PROBLEM TO SOLVE
Retype the material, please. Every line must match.

DATA SHOWN
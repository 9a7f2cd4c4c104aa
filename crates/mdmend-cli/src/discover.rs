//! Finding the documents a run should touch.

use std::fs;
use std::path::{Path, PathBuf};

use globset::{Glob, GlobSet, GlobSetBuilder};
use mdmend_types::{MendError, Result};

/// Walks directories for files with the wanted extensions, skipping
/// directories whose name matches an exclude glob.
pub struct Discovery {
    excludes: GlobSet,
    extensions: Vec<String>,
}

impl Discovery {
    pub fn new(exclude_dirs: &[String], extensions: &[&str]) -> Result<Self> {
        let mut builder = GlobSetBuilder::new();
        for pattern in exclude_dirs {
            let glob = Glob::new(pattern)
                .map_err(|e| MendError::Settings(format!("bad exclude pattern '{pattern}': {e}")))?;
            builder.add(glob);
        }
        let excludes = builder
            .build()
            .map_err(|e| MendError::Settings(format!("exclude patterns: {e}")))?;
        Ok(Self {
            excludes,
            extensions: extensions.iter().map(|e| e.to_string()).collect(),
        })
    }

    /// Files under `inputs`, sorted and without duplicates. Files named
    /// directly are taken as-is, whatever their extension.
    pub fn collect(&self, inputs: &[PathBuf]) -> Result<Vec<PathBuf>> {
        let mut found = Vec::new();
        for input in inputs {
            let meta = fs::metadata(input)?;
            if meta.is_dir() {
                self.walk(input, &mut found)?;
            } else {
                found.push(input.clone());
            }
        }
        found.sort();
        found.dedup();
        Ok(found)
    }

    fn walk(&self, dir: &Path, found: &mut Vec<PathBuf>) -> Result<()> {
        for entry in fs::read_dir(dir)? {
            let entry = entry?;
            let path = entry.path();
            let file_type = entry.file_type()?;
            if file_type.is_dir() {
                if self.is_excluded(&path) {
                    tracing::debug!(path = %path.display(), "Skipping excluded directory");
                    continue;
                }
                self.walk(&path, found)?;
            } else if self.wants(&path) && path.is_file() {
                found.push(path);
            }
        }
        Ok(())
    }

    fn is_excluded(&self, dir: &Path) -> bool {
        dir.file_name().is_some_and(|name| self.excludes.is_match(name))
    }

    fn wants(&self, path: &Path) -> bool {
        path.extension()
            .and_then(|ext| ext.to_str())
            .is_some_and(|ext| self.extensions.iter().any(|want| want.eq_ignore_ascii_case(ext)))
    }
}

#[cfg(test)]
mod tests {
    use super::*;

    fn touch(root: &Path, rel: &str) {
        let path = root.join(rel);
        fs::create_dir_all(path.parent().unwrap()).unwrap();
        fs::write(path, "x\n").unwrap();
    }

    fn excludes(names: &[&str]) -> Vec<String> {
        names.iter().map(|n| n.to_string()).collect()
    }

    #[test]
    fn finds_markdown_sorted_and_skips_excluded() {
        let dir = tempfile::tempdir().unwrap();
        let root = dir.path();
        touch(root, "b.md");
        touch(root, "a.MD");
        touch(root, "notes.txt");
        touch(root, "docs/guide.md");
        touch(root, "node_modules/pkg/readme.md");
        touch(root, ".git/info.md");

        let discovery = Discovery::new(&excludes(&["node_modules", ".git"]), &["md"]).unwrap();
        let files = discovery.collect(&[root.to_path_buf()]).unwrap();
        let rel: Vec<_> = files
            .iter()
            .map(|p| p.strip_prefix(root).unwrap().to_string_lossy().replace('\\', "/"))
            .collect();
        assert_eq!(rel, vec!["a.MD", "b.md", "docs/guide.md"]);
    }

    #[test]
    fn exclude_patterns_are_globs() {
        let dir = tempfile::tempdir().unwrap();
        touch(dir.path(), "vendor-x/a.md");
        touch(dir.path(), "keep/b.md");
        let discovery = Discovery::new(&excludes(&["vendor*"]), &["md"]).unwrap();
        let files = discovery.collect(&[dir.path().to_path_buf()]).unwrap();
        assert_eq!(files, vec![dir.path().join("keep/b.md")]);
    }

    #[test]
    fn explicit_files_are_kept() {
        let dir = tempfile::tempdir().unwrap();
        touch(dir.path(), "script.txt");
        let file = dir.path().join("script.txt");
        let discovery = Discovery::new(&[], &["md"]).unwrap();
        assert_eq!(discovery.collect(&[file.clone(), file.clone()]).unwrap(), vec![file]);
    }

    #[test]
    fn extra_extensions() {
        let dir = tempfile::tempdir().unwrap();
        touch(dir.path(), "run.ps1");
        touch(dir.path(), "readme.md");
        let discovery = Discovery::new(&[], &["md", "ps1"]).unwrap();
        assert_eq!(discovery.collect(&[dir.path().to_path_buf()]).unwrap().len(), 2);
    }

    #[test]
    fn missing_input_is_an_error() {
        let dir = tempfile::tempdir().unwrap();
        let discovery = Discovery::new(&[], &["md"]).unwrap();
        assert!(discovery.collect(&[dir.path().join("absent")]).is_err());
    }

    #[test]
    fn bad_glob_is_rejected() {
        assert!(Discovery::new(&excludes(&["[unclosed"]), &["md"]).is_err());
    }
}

YOUR RESPONSE
repository 9a7f2cd4c4c104aa
filename crates/mdmend-cli/src/discover.rs
//! Finding the documents a run should touch.

use std::fs;
use std::path::{Path, PathBuf};

use globset::{Glob, GlobSet, GlobSetBuilder};
use mdmend_types::{MendError, Result};

/// Walks directories for files with the wanted extensions, skipping
/// directories whose name matches an exclude glob.
pub struct Discovery {
    excludes: GlobSet,
    extensions: Vec<String>,
}

impl Discovery {
    pub fn new(exclude_dirs: &[String], extensions: &[&str]) -> Result<Self> {
        let mut builder = GlobSetBuilder::new();
        for pattern in exclude_dirs {
            let glob = Glob::new(pattern)
                .map_err(|e| MendError::Settings(format!("bad exclude pattern '{pattern}': {e}")))?;
            builder.add(glob);
        }
        let excludes = builder
            .build()
            .map_err(|e| MendError::Settings(format!("exclude patterns: {e}")))?;
        Ok(Self {
            excludes,
            extensions: extensions.iter().map(|e| e.to_string()).collect(),
        })
    }

    /// Files under `inputs`, sorted and without duplicates. Files named
    /// directly are taken as-is, whatever their extension.
    pub fn collect(&self, inputs: &[PathBuf]) -> Result<Vec<PathBuf>> {
        let mut found = Vec::new();
        for input in inputs {
            let meta = fs::metadata(input)?;
            if meta.is_dir() {
                self.walk(input, &mut found)?;
            } else {
                found.push(input.clone());
            }
        }
        found.sort();
        found.dedup();
        Ok(found)
    }

    fn walk(&self, dir: &Path, found: &mut Vec<PathBuf>) -> Result<()> {
        for entry in fs::read_dir(dir)? {
            let entry = entry?;
            let path = entry.path();
            let file_type = entry.file_type()?;
            if file_type.is_dir() {
                if self.is_excluded(&path) {
                    tracing::debug!(path = %path.display(), "Skipping excluded directory");
                    continue;
                }
                self.walk(&path, found)?;
            } else if self.wants(&path) && path.is_file() {
                found.push(path);
            }
        }
        Ok(())
    }

    fn is_excluded(&self, dir: &Path) -> bool {
        dir.file_name().is_some_and(|name| self.excludes.is_match(name))
    }

    fn wants(&self, path: &Path) -> bool {
        path.extension()
            .and_then(|ext| ext.to_str())
            .is_some_and(|ext| self.extensions.iter().any(|want| want.eq_ignore_ascii_case(ext)))
    }
}

#[cfg(test)]
mod tests {
    use super::*;

    fn touch(root: &Path, rel: &str) {
        let path = root.join(rel);
        fs::create_dir_all(path.parent().unwrap()).unwrap();
        fs::write(path, "x\n").unwrap();
    }

    fn excludes(names: &[&str]) -> Vec<String> {
        names.iter().map(|n| n.to_string()).collect()
    }

    #[test]
    fn finds_markdown_sorted_and_skips_excluded() {
        let dir = tempfile::tempdir().unwrap();
        let root = dir.path();
        touch(root, "b.md");
        touch(root, "a.MD");
        touch(root, "notes.txt");
        touch(root, "docs/guide.md");
        touch(root, "node_modules/pkg/readme.md");
        touch(root, ".git/info.md");

        let discovery = Discovery::new(&excludes(&["node_modules", ".git"]), &["md"]).unwrap();
        let files = discovery.collect(&[root.to_path_buf()]).unwrap();
        let rel: Vec<_> = files
            .iter()
            .map(|p| p.strip_prefix(root).unwrap().to_string_lossy().replace('\\', "/"))
            .collect();
        assert_eq!(rel, vec!["a.MD", "b.md", "docs/guide.md"]);
    }

    #[test]
    fn exclude_patterns_are_globs() {
        let dir = tempfile::tempdir().unwrap();
        touch(dir.path(), "vendor-x/a.md");
        touch(dir.path(), "keep/b.md");
        let discovery = Discovery::new(&excludes(&["vendor*"]), &["md"]).unwrap();
        let files = discovery.collect(&[dir.path().to_path_buf()]).unwrap();
        assert_eq!(files, vec![dir.path().join("keep/b.md")]);
    }

    #[test]
    fn explicit_files_are_kept() {
        let dir = tempfile::tempdir().unwrap();
        touch(dir.path(), "script.txt");
        let file = dir.path().join("script.txt");
        let discovery = Discovery::new(&[], &["md"]).unwrap();
        assert_eq!(discovery.collect(&[file.clone(), file.clone()]).unwrap(), vec![file]);
    }

    #[test]
    fn extra_extensions() {
        let dir = tempfile::tempdir().unwrap();
        touch(dir.path(), "run.ps1");
        touch(dir.path(), "readme.md");
        let discovery = Discovery::new(&[], &["md", "ps1"]).unwrap();
        assert_eq!(discovery.collect(&[dir.path().to_path_buf()]).unwrap().len(), 2);
    }

    #[test]
    fn missing_input_is_an_error() {
        let dir = tempfile::tempdir().unwrap();
        let discovery = Discovery::new(&[], &["md"]).unwrap();
        assert!(discovery.collect(&[dir.path().join("absent")]).is_err());
    }

    #[test]
    fn bad_glob_is_rejected() {
        assert!(Discovery::new(&excludes(&["[unclosed"]), &["md"]).is_err());
    }
}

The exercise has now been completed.